Walden Township is a township in Cass County, Minnesota, United States. The population was 539 as of the 2020 census. Walden Township was named after Walden Pond, in Massachusetts.

==Geography==
According to the United States Census Bureau, the township has a total area of 36.2 square miles (93.7 km^{2}), of which 36.2 square miles (93.6 km^{2}) is land and 0.04 square miles (0.1 km^{2}) (0.11%) is water.

===Lakes===
- Mud Lake
- Rice Lake

===Adjacent townships===
- Pine River Township (north)
- Wilson Township (east)
- Maple Township (south)
- Moose Lake Township (southwest)
- Bungo Township (west)
- Bull Moose Township (northwest)

===Cemeteries===
The township contains these two cemeteries: Anderson and Maple Hill.

==Demographics==
As of the census of 2000, there were 405 people, 143 households, and 108 families residing in the township. The population density was 11.2 people per square mile (4.3/km^{2}). There were 166 housing units at an average density of 4.6/sq mi (1.8/km^{2}). The racial makeup of the township was 99.26% White, 0.25% Native American, 0.25% from other races, and 0.25% from two or more races. Hispanic or Latino of any race were 0.49% of the population.
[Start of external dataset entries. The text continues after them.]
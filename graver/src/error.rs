//! Drawing error definitions.

use graver_types::GlyphId;
use read_sfnt::ReadError;

use crate::hint::HintError;

/// Errors that may occur when scaling or rendering a glyph.
#[derive(Debug)]
pub enum DrawError {
    /// The underlying font data could not be read.
    Read(ReadError),
    /// A composite glyph nested deeper than the recursion cap, which
    /// in practice means a cyclic component reference.
    RecursionLimitExceeded(GlyphId),
    /// A composite component anchored to a point index that does not
    /// exist.
    InvalidAnchorPoint(GlyphId, u16),
    /// The font or control value program failed, leaving no usable
    /// hinting state.
    Hint(HintError),
}

impl core::fmt::Display for DrawError {
    fn fmt(&self, f: &mut core::fmt::Formatter<'_>) -> core::fmt::Result {
        match self {
            Self::Read(err) => write!(f, "{err}"),
            Self::RecursionLimitExceeded(glyph_id) => {
                write!(f, "composite glyph {glyph_id} exceeded the recursion limit")
            }
            Self::InvalidAnchorPoint(glyph_id, index) => {
                write!(f, "invalid anchor point {index} in composite glyph {glyph_id}")
            }
            Self::Hint(err) => write!(f, "{err}"),
        }
    }
}

impl std::error::Error for DrawError {
    fn source(&self) -> Option<&(dyn std::error::Error + 'static)> {
        match self {
            Self::Read(err) => Some(err),
            _ => None,
        }
    }
}

impl From<ReadError> for DrawError {
    fn from(err: ReadError) -> Self {
        Self::Read(err)
    }
}

impl From<HintError> for DrawError {
    fn from(err: HintError) -> Self {
        Self::Hint(err)
    }
}
//! Reading TrueType font files.
//!
//! This crate decodes the SFNT container and the tables needed for
//! glyph rendering into owned, validated structures. It is strict
//! about structure: a font with a malformed required table does not
//! load at all. Optional data that is merely absent or zero-valued is
//! replaced with documented defaults instead.

mod directory;
mod error;
mod font;
mod stream;

pub mod tables;

pub use directory::{TableDirectory, TableRecord};
pub use error::ReadError;
pub use font::FontFile;
pub use stream::FontStream;

/// Re-export of the scalar types crate.
pub use graver_types as types;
There were 143 households, out of which 36.4% had children under the age of 18 living with them, 62.9% were married couples living together, 8.4% had a female householder with no husband present, and 23.8% were non-families. 20.3% of all households were made up of individuals, and 7.7% had someone living alone who was 65 years of age or older. The average household size was 2.80 and the average family size was 3.20.

In the township the population was spread out, with 32.1% under the age of 18, 5.7% from 18 to 24, 25.9% from 25 to 44, 23.5% from 45 to 64, and 12.8% who were 65 years of age or older. The median age was 37 years. For every 100 females, there were 97.6 males. For every 100 females age 18 and over, there were 92.3 males.

The median income for a household in the township was $34,063, and the median income for a family was $42,143. Males had a median income of $26,250 versus $16,607 for females. The per capita income for the township was $13,678. About 9.4% of families and 15.8% of the population were below the poverty line, including 21.4% of those under age 18 and 18.2% of those age 65 or over.